In my blog, Habibi stands for my beloved husband, and decades (plural since last Wednesday!) of the whole range of the marriage vows: richer, poorer, better, worse, sickness, health, love, cherish, drive, cook, work all hours, fall asleep in cinemas, snore through concerts, sense of humour, tolerance, creativity, discipline, ethics, quiet determination, piercing intelligence, loyalty, aversion to green vegetables, great legs, impressive liquid grain storage facility, wit, Terry Pratchett obsession, friend in need, in touch with his emotions.... - eh?! Oops - sorry - too many fridge magnets.

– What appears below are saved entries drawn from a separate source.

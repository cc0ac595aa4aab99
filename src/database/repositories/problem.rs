//! Problem repository implementation

use sqlx::SqlitePool;

use crate::models::problem::{Problem, ProblemStatus};
use crate::utils::errors::AuditError;

const PROBLEM_COLUMNS: &str = "id, group_id, description, location, priority, status, \
     auditor_id, auditor_name, image_path, created_at, audit_date";

#[derive(Clone, Debug)]
pub struct ProblemRepository {
    pool: SqlitePool,
}

impl ProblemRepository {
    pub fn new(pool: SqlitePool) -> Self {
        Self { pool }
    }

    /// Insert a problem row
    pub async fn create(&self, problem: &Problem) -> Result<(), AuditError> {
        sqlx::query(
            r#"
            INSERT INTO problems (id, group_id, auditor_id, auditor_name, description, location,
                                  image_path, priority, status, created_at, audit_date)
            VALUES (?1, ?2, ?3, ?4, ?5, ?6, ?7, ?8, ?9, ?10, ?11)
            "#,
        )
        .bind(&problem.id)
        .bind(&problem.group_id)
        .bind(&problem.auditor_id)
        .bind(&problem.auditor_name)
        .bind(&problem.description)
        .bind(&problem.location)
        .bind(&problem.image_path)
        .bind(problem.priority)
        .bind(problem.status)
        .bind(problem.created_at)
        .bind(&problem.audit_date)
        .execute(&self.pool)
        .await?;

        Ok(())
    }

    /// Find problem by ID
    pub async fn find_by_id(&self, id: &str) -> Result<Option<Problem>, AuditError> {
        let problem = sqlx::query_as::<_, Problem>(&format!(
            "SELECT {} FROM problems WHERE id = ?1",
            PROBLEM_COLUMNS
        ))
        .bind(id)
        .fetch_optional(&self.pool)
        .await?;

        Ok(problem)
    }

    /// Problems of every group for an audit date, newest first
    pub async fn find_by_date(&self, audit_date: &str) -> Result<Vec<Problem>, AuditError> {
        let problems = sqlx::query_as::<_, Problem>(&format!(
            "SELECT {} FROM problems WHERE audit_date = ?1 ORDER BY created_at DESC",
            PROBLEM_COLUMNS
        ))
        .bind(audit_date)
        .fetch_all(&self.pool)
        .await?;

        Ok(problems)
    }

    /// Problems of one group for an audit date, newest first
    pub async fn find_by_group_and_date(
        &self,
        group_id: &str,
        audit_date: &str,
    ) -> Result<Vec<Problem>, AuditError> {
        let problems = sqlx::query_as::<_, Problem>(&format!(
            "SELECT {} FROM problems \
             WHERE group_id = ?1 AND audit_date = ?2 ORDER BY created_at DESC",
            PROBLEM_COLUMNS
        ))
        .bind(group_id)
        .bind(audit_date)
        .fetch_all(&self.pool)
        .await?;

        Ok(problems)
    }

    /// Set a problem's status. Returns whether a row was updated.
    pub async fn update_status(&self, id: &str, status: ProblemStatus) -> Result<bool, AuditError> {
        let result = sqlx::query("UPDATE problems SET status = ?2 WHERE id = ?1")
            .bind(id)
            .bind(status)
            .execute(&self.pool)
            .await?;

        Ok(result.rows_affected() > 0)
    }

    /// Per-status counts for a date, optionally limited to one group
    pub async fn count_by_status(
        &self,
        audit_date: &str,
        group_id: Option<&str>,
    ) -> Result<Vec<(ProblemStatus, i64)>, AuditError> {
        let counts = sqlx::query_as::<_, (ProblemStatus, i64)>(
            r#"
            SELECT status, COUNT(*) FROM problems
            WHERE audit_date = ?1 AND (?2 IS NULL OR group_id = ?2)
            GROUP BY status
            "#,
        )
        .bind(audit_date)
        .bind(group_id)
        .fetch_all(&self.pool)
        .await?;

        Ok(counts)
    }

    /// Total problems for a date, optionally limited to one group
    pub async fn count(&self, audit_date: &str, group_id: Option<&str>) -> Result<i64, AuditError> {
        let count: (i64,) = sqlx::query_as(
            "SELECT COUNT(*) FROM problems WHERE audit_date = ?1 AND (?2 IS NULL OR group_id = ?2)",
        )
        .bind(audit_date)
        .bind(group_id)
        .fetch_one(&self.pool)
        .await?;

        Ok(count.0)
    }

    /// Every audit date with at least one problem, newest first
    pub async fn audit_dates(&self) -> Result<Vec<String>, AuditError> {
        let dates: Vec<(String,)> =
            sqlx::query_as("SELECT DISTINCT audit_date FROM problems ORDER BY audit_date DESC")
                .fetch_all(&self.pool)
                .await?;

        Ok(dates.into_iter().map(|(date,)| date).collect())
    }

    /// Audit dates with at least one problem in the group, newest first
    pub async fn audit_dates_for_group(&self, group_id: &str) -> Result<Vec<String>, AuditError> {
        let dates: Vec<(String,)> = sqlx::query_as(
            "SELECT DISTINCT audit_date FROM problems WHERE group_id = ?1 ORDER BY audit_date DESC",
        )
        .bind(group_id)
        .fetch_all(&self.pool)
        .await?;

        Ok(dates.into_iter().map(|(date,)| date).collect())
    }
}
//! Group model

use chrono::{DateTime, Utc};
use serde::{Deserialize, Serialize};

/// Number of weekday slots in a weekly auditor rotation
pub const WEEK_DAYS: u8 = 7;

#[derive(Debug, Clone, PartialEq, Serialize, Deserialize)]
#[serde(rename_all = "camelCase")]
pub struct Group {
    pub id: String,
    pub name: String,
    pub description: String,
    /// Six ASCII digits
    pub invite_code: String,
    pub owner_id: String,
    pub owner_name: String,
    pub created_at: DateTime<Utc>,
    pub member_count: i64,
}

#[derive(Debug, Clone, Copy, PartialEq, Eq, Hash, Serialize, Deserialize)]
#[serde(rename_all = "SCREAMING_SNAKE_CASE")]
pub enum MemberRole {
    Owner,
    Admin,
    Member,
}

impl MemberRole {
    /// Display order in member lists
    pub fn rank(self) -> u8 {
        match self {
            MemberRole::Owner => 0,
            MemberRole::Admin => 1,
            MemberRole::Member => 2,
        }
    }

    pub fn can_manage_members(self) -> bool {
        match self {
            MemberRole::Owner | MemberRole::Admin => true,
            MemberRole::Member => false,
        }
    }
}

#[derive(Debug, Clone, PartialEq, Serialize, Deserialize)]
#[serde(rename_all = "camelCase")]
pub struct GroupMember {
    pub id: String,
    pub group_id: String,
    pub user_id: String,
    pub user_name: String,
    pub user_email: String,
    pub role: MemberRole,
    pub joined_at: DateTime<Utc>,
}

/// Auditor responsible for one weekday slot of a group
#[derive(Debug, Clone, PartialEq, Serialize, Deserialize)]
#[serde(rename_all = "camelCase")]
pub struct WeeklyAuditor {
    pub id: String,
    pub group_id: String,
    /// 1 = Monday ... 7 = Sunday
    pub week_day: u8,
    pub auditor_id: String,
    pub auditor_name: String,
    pub assigned_at: DateTime<Utc>,
}

impl WeeklyAuditor {
    pub fn day_name(&self) -> &'static str {
        match self.week_day {
            1 => "Monday",
            2 => "Tuesday",
            3 => "Wednesday",
            4 => "Thursday",
            5 => "Friday",
            6 => "Saturday",
            7 => "Sunday",
            _ => "Unknown",
        }
    }
}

And Habibibaba - you can work it out. And if you're reading this, O Habibibaba, here's one for you, courtesy of sensitive lyrical Ogden Nash:

First Child..
Be it a girl, or one of the boys,
It is scarlet all over its avoirdupois,
It is red, it is boiled; could the obstetrician
Have possibly been a lobstertrician?
His degrees and credentials were hunk-dory,
But how's for an infantile inventory?
Here's the prodigy, here's the miracle!
Whether its head is oval or spherical,
You rejoice to find it has only one,
Having dreaded a two-headed daughter or son;
Here's the phenomenon all complete,
It's got two hands, it's got two feet,
Only natural, but pleasing, because
For months you have dreamed of flippers or claws.
Furthermore, it is fully equipped:
Fingers and toes with nails are tipped;
It's even got eyes, and a mouth clear cut;
When the mouth comes open, the eyes go shut,
When the eyes go shut the breath is loosed,
And the presence of lungs can be deduced.
Let the rocket flash and the canon thunder,
This child is a marvel, a matchless wonder.
A staggering child, a child astounding,
Dazzling, diaperless, dumbfounding,
Stupendous, miraculous, unsurpassed,
A child to stagger and flabbergast,
Bright as a button, sharp as a thorn,
And the only perfect one ever born.

I rest my valise.

I like

I like books;
I like 3D objects that have a smell, weight, a taste, a character;
I like texture and colour;
I like boxes and cupboards; and stories about people who live in houses with stairwalls covered in pictures, attics full of family junk, and sheds full of - well - potential!
I like builders' merchants, hardware stores, garden centres and haberdashers, delicatessans, greengrocers, secondhand book shops, junk shops, pet shops, florists, carpet shops.
I like brick and stone and clay and bark and cotton and wool and leather and terracotta and glazed porcelain.
I like the smells of creosote and apples and ink and basil and geraniums and garlic and juniper and wine and bread and soil and eucalyptus and jasmine and roses and chrysanthemums.
I like to walk by the sea;
and rivers, streams and ponds edged with bullrushes, irises and yellow flag lilies;
in woods with leafmould, acorns and beechnuts under foot;
down scruffy paths between lovingly tended allotments planted with fruit bushes, trellises of peas and beans, orderly rows of onions, potatoes and lettuces, and quirky scarecrows improvised from broomhandles, old clothes, car showroom bunting and CDs.
I like to lie in long grass watching beetles beetling and larks rising;
and to sit against a tree trunk and watch the play of light and shadow on the leaves;
or play hide & seek among ferns that curl green overhead.
I like eating blackberries off the bramble and crab apples off the tree.
I like to climb, and just stand, watching and listening to the space of scrubland and moorland as I get my breath back.
I like air that's cool and damp and still, or dry and still, with that silence that a shout or a bleat only amplifies, or cold and crisp, catching your breath in clouds;
and rain that spits, drizzles, spatters, pours, drenches;
and frost on grass stems,
snow on branches,
wind that ruffles and flicks and catches and shoves and tosses and drives and whispers and whimpers and sighs and spooks and roars like a pagan god.

I like haiku, but I'm no good at them.